*** Begin section ***

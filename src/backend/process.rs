//! # Process-backed execution unit.
//!
//! Runs the worker loop in a dedicated OS process (see
//! [`host`](crate::backend::host) for the child side and the wire protocol).
//! The child's stdin is the private FIFO queue; its stdout is the control
//! pipe.
//!
//! Two parent-side threads bridge the pipes:
//!
//! - A **writer thread** drains an unbounded staging channel into the child's
//!   stdin. The pipe itself is a small OS buffer that fills while the child is
//!   busy, so `enqueue` never writes it directly — it only performs a channel
//!   send and returns, keeping `submit` non-blocking no matter the backlog.
//! - A **reader thread** consumes the control pipe: it applies `State` frames
//!   to the shared [`StateCell`] (accurate `status()`), dispatches `Done`
//!   frames to the completion hooks retained at submit time (hooks are
//!   closures and never cross the process boundary), and marks the worker
//!   dead on a `Fault` frame or an unexpected exit.
//!
//! Completion hooks therefore run on the reader thread, in submission order —
//! the child executes FIFO and both pipes preserve frame order.

use std::collections::HashMap;
use std::io::{BufRead, BufReader, Write};
use std::process::{Child, ChildStdin, Command, Stdio};
use std::sync::atomic::{AtomicBool, AtomicU64, Ordering};
use std::sync::mpsc::{self, Receiver, Sender};
use std::sync::{Arc, Mutex};
use std::thread::{self, JoinHandle};

use crate::backend::host::{HostReply, HostRequest, HOST_ENV};
use crate::backend::Backend;
use crate::config::WorkerConfig;
use crate::error::WorkerError;
use crate::state::{StateCell, WorkerState};
use crate::tasks::{CompletionHook, Task};

/// Dedicated-process backend for one worker.
pub(crate) struct ProcessBackend {
    name: String,
    state: Arc<StateCell>,
    /// Cleared by the reader thread on fault or unexpected host exit.
    alive: Arc<AtomicBool>,
    seq: AtomicU64,
    hooks: Arc<Mutex<HashMap<u64, CompletionHook>>>,
    child: Mutex<Child>,
    /// Staging channel into the writer thread. `None` once shutdown was
    /// signaled; dropping the sender closes the channel and, through the
    /// writer, the child's stdin.
    queue: Mutex<Option<Sender<HostRequest>>>,
    writer: Mutex<Option<JoinHandle<()>>>,
    reader: Mutex<Option<JoinHandle<()>>>,
}

impl ProcessBackend {
    /// Launches the host process; its loop immediately blocks waiting for
    /// work. `cfg.host_command = None` launches the current executable, which
    /// must call [`run_if_child`](crate::run_if_child) early in `main`.
    pub(crate) fn spawn(name: &str, cfg: &WorkerConfig) -> Result<Self, WorkerError> {
        let program = match &cfg.host_command {
            Some(cmd) => cmd.clone(),
            None => std::env::current_exe().map_err(|source| WorkerError::Spawn { source })?,
        };

        let mut child = Command::new(&program)
            .args(&cfg.host_args)
            .env(HOST_ENV, "1")
            .stdin(Stdio::piped())
            .stdout(Stdio::piped())
            .stderr(Stdio::inherit())
            .spawn()
            .map_err(|source| WorkerError::Spawn { source })?;

        let stdin = child.stdin.take().ok_or_else(|| WorkerError::Spawn {
            source: std::io::Error::other("host stdin pipe missing"),
        })?;
        let stdout = child.stdout.take().ok_or_else(|| WorkerError::Spawn {
            source: std::io::Error::other("host stdout pipe missing"),
        })?;

        let state = Arc::new(StateCell::new());
        let alive = Arc::new(AtomicBool::new(true));
        let hooks: Arc<Mutex<HashMap<u64, CompletionHook>>> =
            Arc::new(Mutex::new(HashMap::new()));

        let (tx, rx) = mpsc::channel::<HostRequest>();
        let writer = spawn_writer(name.to_string(), stdin, rx, Arc::clone(&alive))
            .map_err(|source| WorkerError::Spawn { source })?;
        let reader = spawn_reader(
            name.to_string(),
            stdout,
            Arc::clone(&state),
            Arc::clone(&alive),
            Arc::clone(&hooks),
        )
        .map_err(|source| WorkerError::Spawn { source })?;

        Ok(Self {
            name: name.to_string(),
            state,
            alive,
            seq: AtomicU64::new(0),
            hooks,
            child: Mutex::new(child),
            queue: Mutex::new(Some(tx)),
            writer: Mutex::new(Some(writer)),
            reader: Mutex::new(Some(reader)),
        })
    }

    fn dead(&self) -> WorkerError {
        WorkerError::WorkerDead {
            name: self.name.clone(),
        }
    }

    /// Hands `frame` to the writer thread. A channel send, never a pipe
    /// write: the caller does not suspend even when the child is busy and the
    /// stdin pipe is full.
    fn stage_frame(&self, frame: HostRequest) -> Result<(), WorkerError> {
        let guard = self.queue.lock().unwrap_or_else(|e| e.into_inner());
        let tx = guard.as_ref().ok_or_else(|| self.dead())?;
        tx.send(frame).map_err(|_| self.dead())
    }
}

impl Backend for ProcessBackend {
    fn enqueue(&self, task: Task) -> Result<(), WorkerError> {
        let Task {
            handler,
            args,
            kwargs,
            hook,
        } = task;

        let seq = self.seq.fetch_add(1, Ordering::SeqCst);
        if let Some(hook) = hook {
            self.hooks
                .lock()
                .unwrap_or_else(|e| e.into_inner())
                .insert(seq, hook);
        }

        let frame = HostRequest::Run {
            seq,
            handler,
            args,
            kwargs,
        };
        if let Err(err) = self.stage_frame(frame) {
            // The hook will never fire; drop it.
            self.hooks
                .lock()
                .unwrap_or_else(|e| e.into_inner())
                .remove(&seq);
            return Err(err);
        }
        Ok(())
    }

    fn signal_shutdown(&self) -> Result<(), WorkerError> {
        self.stage_frame(HostRequest::Shutdown)?;
        // Dropping the sender lets the writer finish and close the child's
        // stdin — EOF backs up the sentinel in case the host misses the frame.
        self.queue
            .lock()
            .unwrap_or_else(|e| e.into_inner())
            .take();
        Ok(())
    }

    fn state(&self) -> WorkerState {
        self.state.load()
    }

    fn state_cell(&self) -> Arc<StateCell> {
        Arc::clone(&self.state)
    }

    fn is_alive(&self) -> bool {
        if !self.alive.load(Ordering::Acquire) {
            return false;
        }
        let mut child = self.child.lock().unwrap_or_else(|e| e.into_inner());
        matches!(child.try_wait(), Ok(None))
    }

    fn join(&self) -> Result<(), WorkerError> {
        // Close the staging channel even if shutdown was never signaled; the
        // writer drains what was staged, then drops the child's stdin (EOF).
        self.queue
            .lock()
            .unwrap_or_else(|e| e.into_inner())
            .take();
        let writer = self
            .writer
            .lock()
            .unwrap_or_else(|e| e.into_inner())
            .take();
        if let Some(handle) = writer {
            let _ = handle.join();
        }

        let status = {
            let mut child = self.child.lock().unwrap_or_else(|e| e.into_inner());
            child.wait().map_err(|source| WorkerError::Spawn { source })?
        };
        if !status.success() {
            log::debug!("worker {} host exited with {status}", self.name);
        }

        // The pipe is closed once the host exits; the reader drains what is
        // left and finishes. Joining it here guarantees every State/Done
        // frame was applied before close() returns.
        let reader = self
            .reader
            .lock()
            .unwrap_or_else(|e| e.into_inner())
            .take();
        if let Some(handle) = reader {
            let _ = handle.join();
        }
        Ok(())
    }
}

/// Drains staged frames into the child's stdin.
///
/// This is the only place the stdin pipe is written: blocking on a full pipe
/// stalls this thread, never a submitter. Exits after the shutdown sentinel,
/// when the channel closes, or when the pipe breaks; dropping `stdin` on the
/// way out delivers EOF to the host.
fn spawn_writer(
    name: String,
    mut stdin: ChildStdin,
    rx: Receiver<HostRequest>,
    alive: Arc<AtomicBool>,
) -> std::io::Result<JoinHandle<()>> {
    thread::Builder::new()
        .name(format!("{name}-feed"))
        .spawn(move || {
            for frame in rx {
                let Ok(line) = serde_json::to_string(&frame) else {
                    continue;
                };
                if writeln!(stdin, "{line}").is_err() {
                    log::error!("worker {name} host stdin pipe broke");
                    alive.store(false, Ordering::Release);
                    break;
                }
                if matches!(frame, HostRequest::Shutdown) {
                    break;
                }
            }
        })
}

fn spawn_reader(
    name: String,
    stdout: std::process::ChildStdout,
    state: Arc<StateCell>,
    alive: Arc<AtomicBool>,
    hooks: Arc<Mutex<HashMap<u64, CompletionHook>>>,
) -> std::io::Result<JoinHandle<()>> {
    thread::Builder::new()
        .name(format!("{name}-pipe"))
        .spawn(move || {
            let reader = BufReader::new(stdout);
            for line in reader.lines() {
                let Ok(line) = line else { break };
                if line.trim().is_empty() {
                    continue;
                }
                match serde_json::from_str::<HostReply>(&line) {
                    Ok(HostReply::State(s)) => state.store(s),
                    Ok(HostReply::Done { seq, value }) => {
                        let hook = hooks.lock().unwrap_or_else(|e| e.into_inner()).remove(&seq);
                        if let Some(hook) = hook {
                            hook(value);
                        }
                    }
                    Ok(HostReply::Fault { seq, error }) => {
                        log::error!("worker {name} host fault (seq={seq:?}): {error}");
                        alive.store(false, Ordering::Release);
                    }
                    Err(err) => {
                        log::error!("worker {name} host sent undecodable frame: {err}");
                    }
                }
            }
            if state.load() != WorkerState::Closed {
                // The host went away without processing the sentinel.
                alive.store(false, Ordering::Release);
            }
        })
}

*** End section ***

WORK INSTRUCTION:
Write out exactly the lines above between the line with "the wire protocol)." and the line with "unexpected host exit.", inclusive, and nothing beyond them.

SOLVED EXERCISE:
//! [`host`](crate::backend::host) for the child side and the wire protocol).
//! The child's stdin is the private FIFO queue; its stdout is the control
//! pipe.
//!
//! Two parent-side threads bridge the pipes:
//!
//! - A **writer thread** drains an unbounded staging channel into the child's
//!   stdin. The pipe itself is a small OS buffer that fills while the child is
//!   busy, so `enqueue` never writes it directly — it only performs a channel
//!   send and returns, keeping `submit` non-blocking no matter the backlog.
//! - A **reader thread** consumes the control pipe: it applies `State` frames
//!   to the shared [`StateCell`] (accurate `status()`), dispatches `Done`
//!   frames to the completion hooks retained at submit time (hooks are
//!   closures and never cross the process boundary), and marks the worker
//!   dead on a `Fault` frame or an unexpected exit.
//!
//! Completion hooks therefore run on the reader thread, in submission order —
//! the child executes FIFO and both pipes preserve frame order.

use std::collections::HashMap;
use std::io::{BufRead, BufReader, Write};
use std::process::{Child, ChildStdin, Command, Stdio};
use std::sync::atomic::{AtomicBool, AtomicU64, Ordering};
use std::sync::mpsc::{self, Receiver, Sender};
use std::sync::{Arc, Mutex};
use std::thread::{self, JoinHandle};

use crate::backend::host::{HostReply, HostRequest, HOST_ENV};
use crate::backend::Backend;
use crate::config::WorkerConfig;
use crate::error::WorkerError;
use crate::state::{StateCell, WorkerState};
use crate::tasks::{CompletionHook, Task};

/// Dedicated-process backend for one worker.
pub(crate) struct ProcessBackend {
    name: String,
    state: Arc<StateCell>,
    /// Cleared by the reader thread on fault or unexpected host exit.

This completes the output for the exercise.